:: RECORDS FOR THIS EXERCISE ::

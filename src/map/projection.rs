use crate::geometry::mercator::{from_unit, to_unit};
use crate::geometry::Extent;

/// Closest zoom: a few metres across the whole canvas
pub const MAX_ZOOM: f64 = 4_194_304.0; // 2^22
pub const MIN_ZOOM: f64 = 0.5;

/// Viewport representing the visible map area and zoom level
#[derive(Clone, Debug, PartialEq)]
pub struct Viewport {
    /// Center longitude (-180 to 180)
    pub center_lon: f64,
    /// Center latitude (clamped to the Mercator limit)
    pub center_lat: f64,
    /// How many canvas widths the whole world spans
    pub zoom: f64,
    /// Canvas pixel width
    pub width: usize,
    /// Canvas pixel height
    pub height: usize,
}

impl Viewport {
    pub fn new(center_lon: f64, center_lat: f64, zoom: f64, width: usize, height: usize) -> Self {
        Self {
            center_lon,
            center_lat,
            zoom: zoom.clamp(MIN_ZOOM, MAX_ZOOM),
            width,
            height,
        }
    }

    /// Viewport at a slippy-style zoom level (`zoom = 2^level`)
    pub fn at_level(center: (f64, f64), level: f64, width: usize, height: usize) -> Self {
        Self::new(center.0, center.1, 2f64.powf(level), width, height)
    }

    /// Zoom level, log2 of the zoom factor
    pub fn level(&self) -> f64 {
        self.zoom.log2()
    }

    /// Pixels per unit of normalized Mercator
    fn scale(&self) -> f64 {
        self.zoom * self.width.max(1) as f64
    }

    /// Pan the viewport by pixel delta
    pub fn pan(&mut self, dx: i32, dy: i32) {
        let (cx, cy) = to_unit(self.center_lon, self.center_lat);
        let scale = self.scale();
        let x = (cx + dx as f64 / scale).rem_euclid(1.0);
        let y = (cy + dy as f64 / scale).clamp(0.0, 1.0);
        self.set_center_unit(x, y);
    }

    fn set_center_unit(&mut self, x: f64, y: f64) {
        let (lon, lat) = from_unit(x, y);
        self.center_on(lon, lat);
    }

    /// Move the centre without changing zoom
    pub fn center_on(&mut self, lon: f64, lat: f64) {
        self.center_lon = lon;
        self.center_lat = lat.clamp(-85.0, 85.0);
    }

    pub fn zoom_in(&mut self) {
        self.zoom = (self.zoom * 1.5).min(MAX_ZOOM);
    }

    pub fn zoom_out(&mut self) {
        self.zoom = (self.zoom / 1.5).max(MIN_ZOOM);
    }

    /// Zoom in towards a specific pixel location
    pub fn zoom_in_at(&mut self, px: i32, py: i32) {
        self.zoom_at(px, py, 1.5);
    }

    /// Zoom out from a specific pixel location
    pub fn zoom_out_at(&mut self, px: i32, py: i32) {
        self.zoom_at(px, py, 1.0 / 1.5);
    }

    /// Zoom by factor keeping the point under the pixel fixed
    fn zoom_at(&mut self, px: i32, py: i32, factor: f64) {
        let (lon, lat) = self.unproject(px, py);
        let (x, y) = to_unit(lon, lat);

        self.zoom = (self.zoom * factor).clamp(MIN_ZOOM, MAX_ZOOM);

        let scale = self.scale();
        let cx = x - (px as f64 - self.width as f64 / 2.0) / scale;
        let cy = y - (py as f64 - self.height as f64 / 2.0) / scale;
        self.set_center_unit(cx.rem_euclid(1.0), cy.clamp(0.0, 1.0));
    }

    /// Centre on an extent and zoom so it fills most of the canvas
    pub fn fit_extent(&mut self, extent: &Extent) {
        let (x0, y1) = to_unit(extent.min_lon, extent.min_lat);
        let (x1, y0) = to_unit(extent.max_lon, extent.max_lat);
        let span_x = (x1 - x0).max(1e-12);
        let span_y = (y1 - y0).max(1e-12);

        let width = self.width.max(1) as f64;
        let height = self.height.max(1) as f64;
        let fit = (1.0 / span_x).min(height / (width * span_y));
        self.zoom = (fit * 0.8).clamp(MIN_ZOOM, MAX_ZOOM);

        self.set_center_unit((x0 + x1) * 0.5, (y0 + y1) * 0.5);
    }

    /// Geographic extent currently on screen
    pub fn visible_extent(&self) -> Extent {
        let (west, north) = self.unproject(0, 0);
        let (east, south) = self.unproject(self.width as i32, self.height as i32);
        Extent::from_corners((west, south), (east, north))
    }

    /// Unproject pixel coordinates back to geographic coordinates (lon, lat)
    pub fn unproject(&self, px: i32, py: i32) -> (f64, f64) {
        self.unproject_f(px as f64, py as f64)
    }

    /// Sub-pixel unprojection
    pub fn unproject_f(&self, px: f64, py: f64) -> (f64, f64) {
        let (cx, cy) = to_unit(self.center_lon, self.center_lat);
        let scale = self.scale();

        let x = (px - self.width as f64 / 2.0) / scale + cx;
        let y = ((py - self.height as f64 / 2.0) / scale + cy).clamp(0.0, 1.0);

        from_unit(x, y)
    }

    /// Project a geographic coordinate (lon, lat) to pixel coordinates
    pub fn project(&self, lon: f64, lat: f64) -> (i32, i32) {
        let (px, py) = self.project_f(lon, lat);
        // Saturating casts keep far-off points from wrapping around
        (px.round() as i32, py.round() as i32)
    }

    /// Sub-pixel projection, used when segments need clipping
    pub fn project_f(&self, lon: f64, lat: f64) -> (f64, f64) {
        let (x, y) = to_unit(lon, lat);
        let (cx, cy) = to_unit(self.center_lon, self.center_lat);
        let scale = self.scale();

        (
            (x - cx) * scale + self.width as f64 / 2.0,
            (y - cy) * scale + self.height as f64 / 2.0,
        )
    }

    /// Check if a projected point is visible in the viewport
    pub fn is_visible(&self, px: i32, py: i32) -> bool {
        px >= -10 && px < self.width as i32 + 10 && py >= -10 && py < self.height as i32 + 10
    }
}

#[cfg(test)]
mod tests {
    use super::*;
    use approx::assert_relative_eq;

    #[test]
    fn test_project_center() {
        let vp = Viewport::new(0.0, 0.0, 1.0, 100, 100);
        assert_eq!(vp.project(0.0, 0.0), (50, 50));
    }

    #[test]
    fn test_unproject_inverts_project() {
        let vp = Viewport::at_level((76.9366, 8.5241), 15.0, 200, 120);
        let (px, py) = vp.project(76.94, 8.52);
        let (lon, lat) = vp.unproject(px, py);
        // Within a pixel at this zoom
        assert_relative_eq!(lon, 76.94, epsilon = 1e-4);
        assert_relative_eq!(lat, 8.52, epsilon = 1e-4);
    }

    #[test]
    fn test_pan() {
        let mut vp = Viewport::new(0.0, 0.0, 1.0, 100, 100);
        vp.pan(10, 0);
        assert!(vp.center_lon > 0.0);
        vp.pan(0, 10);
        assert!(vp.center_lat < 0.0);
        vp.pan(-10, -10);
        assert_relative_eq!(vp.center_lon, 0.0, epsilon = 1e-9);
        assert_relative_eq!(vp.center_lat, 0.0, epsilon = 1e-9);
    }

    #[test]
    fn test_zoom_at_keeps_point_under_cursor() {
        let mut vp = Viewport::at_level((76.9, 8.5), 12.0, 200, 100);
        let before = vp.unproject(30, 20);
        vp.zoom_in_at(30, 20);
        let after = vp.unproject(30, 20);
        assert_relative_eq!(before.0, after.0, epsilon = 1e-9);
        assert_relative_eq!(before.1, after.1, epsilon = 1e-9);
    }

    #[test]
    fn test_fit_extent() {
        let mut vp = Viewport::new(0.0, 0.0, 1.0, 200, 100);
        let extent = Extent::from_corners((76.90, 8.50), (76.91, 8.51));
        vp.fit_extent(&extent);

        assert_relative_eq!(vp.center_lon, 76.905, epsilon = 1e-6);
        assert_relative_eq!(vp.center_lat, 8.505, epsilon = 1e-4);

        let (x0, y0) = vp.project(76.90, 8.51);
        let (x1, y1) = vp.project(76.91, 8.50);
        assert!(x0 >= 0 && x1 <= 200 && y0 >= 0 && y1 <= 100);
        // Fills most of the limiting dimension
        assert!((y1 - y0) >= 70);
    }

    #[test]
    fn test_zoom_is_clamped() {
        let mut vp = Viewport::new(0.0, 0.0, MAX_ZOOM, 100, 100);
        vp.zoom_in();
        assert_eq!(vp.zoom, MAX_ZOOM);
        let vp = Viewport::new(0.0, 0.0, 0.01, 100, 100);
        assert_eq!(vp.zoom, MIN_ZOOM);
    }
}
use crate::app::{format_area, App, ToastLevel};
use crate::braille::BrailleCanvas;
use crate::map::{LabelKind, MapLayers};
use ratatui::{
    buffer::Buffer,
    layout::{Constraint, Direction, Layout, Rect},
    style::{Color, Modifier, Style},
    text::{Line, Span},
    widgets::{Block, Borders, Paragraph, Widget},
    Frame,
};

/// Render the UI
pub fn render(frame: &mut Frame, app: &App) {
    let area = frame.area();

    // Split into map area and status bar
    let chunks = Layout::default()
        .direction(Direction::Vertical)
        .constraints([
            Constraint::Min(3),    // Map
            Constraint::Length(1), // Status bar
        ])
        .split(area);

    render_map(frame, app, chunks[0]);
    render_status_bar(frame, app, chunks[1]);
}

fn render_map(frame: &mut Frame, app: &App, area: Rect) {
    let title = format!(" {} ", app.mode());
    let block = Block::default()
        .borders(Borders::ALL)
        .border_style(Style::default().fg(Color::DarkGray))
        .title(Span::styled(
            title,
            Style::default().fg(Color::Cyan).add_modifier(Modifier::BOLD),
        ));

    let inner = block.inner(area);
    frame.render_widget(block, area);

    // Braille gives 2x4 resolution per character
    let mut viewport = app.canvas.viewport.clone();
    viewport.width = inner.width as usize * 2;
    viewport.height = inner.height as usize * 4;

    let overlay = app.overlay();
    let layers = app.map_renderer.render(
        inner.width as usize,
        inner.height as usize,
        &viewport,
        app.canvas.basemap,
        &overlay,
    );

    let cursor_pos = app.canvas.mouse_pixel_pos().and_then(|(px, py)| {
        let cx = (px / 2) as u16;
        let cy = (py / 4) as u16;
        if cx < inner.width && cy < inner.height {
            Some((cx, cy))
        } else {
            None
        }
    });

    let map_widget = MapWidget {
        layers,
        cursor_pos,
        imagery: app.canvas.basemap.is_imagery(),
    };
    frame.render_widget(map_widget, inner);
}

/// Braille map layers with text labels overlaid
struct MapWidget {
    layers: MapLayers,
    cursor_pos: Option<(u16, u16)>,
    /// Satellite basemaps paint a dark background under everything
    imagery: bool,
}

impl MapWidget {
    /// Render a braille canvas layer with a specific color
    fn render_layer(&self, canvas: &BrailleCanvas, color: Color, area: Rect, buf: &mut Buffer) {
        let rows = canvas.height().min(area.height as usize);
        let cols = canvas.width().min(area.width as usize);
        for row in 0..rows {
            for col in 0..cols {
                if let Some(ch) = canvas.glyph(col, row) {
                    let x = area.x + col as u16;
                    let y = area.y + row as u16;
                    buf[(x, y)].set_char(ch).set_fg(color);
                }
            }
        }
    }
}

impl Widget for MapWidget {
    fn render(self, area: Rect, buf: &mut Buffer) {
        if self.imagery {
            buf.set_style(area, Style::default().bg(Color::Rgb(20, 32, 24)));
        }

        // Back to front
        let basemap_color = if self.imagery { Color::Rgb(90, 110, 80) } else { Color::Blue };
        self.render_layer(&self.layers.basemap, basemap_color, area, buf);
        self.render_layer(&self.layers.neighbours, Color::DarkGray, area, buf);
        self.render_layer(&self.layers.target, Color::Yellow, area, buf);
        let candidate_color = if self.layers.candidate_pending {
            Color::Green
        } else {
            Color::Magenta
        };
        self.render_layer(&self.layers.candidate, candidate_color, area, buf);
        self.render_layer(&self.layers.markers, Color::LightRed, area, buf);

        for label in &self.layers.labels {
            if label.row >= area.height || label.col >= area.width {
                continue;
            }
            let style = match label.kind {
                LabelKind::Place => Style::default().fg(Color::White),
                LabelKind::Landmark => Style::default().fg(Color::Gray),
                LabelKind::Target => {
                    Style::default().fg(Color::Yellow).add_modifier(Modifier::BOLD)
                }
                LabelKind::Stop => Style::default().fg(Color::LightRed),
            };

            let x = area.x + label.col;
            let y = area.y + label.row;
            let max_len = area.width.saturating_sub(label.col) as usize;
            for (i, ch) in label.text.chars().take(max_len.min(24)).enumerate() {
                buf[(x + i as u16, y)].set_char(ch).set_style(style);
            }
        }

        // Render cursor marker
        if let Some((cx, cy)) = self.cursor_pos {
            let x = area.x + cx;
            let y = area.y + cy;
            if x < area.x + area.width && y < area.y + area.height {
                buf[(x, y)].set_char('╋').set_fg(Color::Red);
            }
        }
    }
}

fn render_status_bar(frame: &mut Frame, app: &App, area: Rect) {
    let dim = Style::default().fg(Color::DarkGray);

    // The search prompt and toasts take over the whole line
    if let Some(query) = &app.search {
        let line = Line::from(vec![
            Span::styled(" search: ", Style::default().fg(Color::Cyan)),
            Span::raw(query.as_str()),
            Span::styled("_", Style::default().add_modifier(Modifier::SLOW_BLINK)),
            Span::styled("  Enter:go Esc:cancel", dim),
        ]);
        frame.render_widget(Paragraph::new(line), area);
        return;
    }
    if let Some(toast) = &app.toast {
        let color = match toast.level {
            ToastLevel::Info => Color::Green,
            ToastLevel::Error => Color::Red,
        };
        let line = Line::from(Span::styled(
            format!(" {}", toast.text),
            Style::default().fg(color).add_modifier(Modifier::BOLD),
        ));
        frame.render_widget(Paragraph::new(line), area);
        return;
    }

    let mut spans = vec![
        Span::styled(" [", dim),
        Span::styled(app.canvas.tool.label(), Style::default().fg(Color::Magenta)),
        Span::styled("] ", dim),
        Span::styled(app.canvas.basemap.label(), Style::default().fg(Color::Blue)),
        Span::styled(" ", dim),
        Span::styled(app.zoom_level(), Style::default().fg(Color::Yellow)),
        Span::styled(" | ", dim),
        Span::styled(app.center_coords(), Style::default().fg(Color::Cyan)),
    ];
    if app.canvas.is_flying() {
        spans.push(Span::styled(" | flying", Style::default().fg(Color::Yellow)));
    }
    if let Some(area_m2) = app.canvas.area_readout() {
        spans.push(Span::styled(" | ", dim));
        spans.push(Span::styled(format_area(area_m2), Style::default().fg(Color::Green)));
    }
    spans.push(Span::styled(
        " | d:tool m:map o:others f:fit /:search Enter:save x:discard q:quit",
        dim,
    ));

    frame.render_widget(Paragraph::new(Line::from(spans)), area);
}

:::

◆ **ABOUT THIS TASK**: Scan the records above. Return every line with "Green" in it.

◆ **EXERCISE OUTPUT**:
            Color::Green
            ToastLevel::Info => Color::Green,
        spans.push(Span::styled(format_area(area_m2), Style::default().fg(Color::Green)));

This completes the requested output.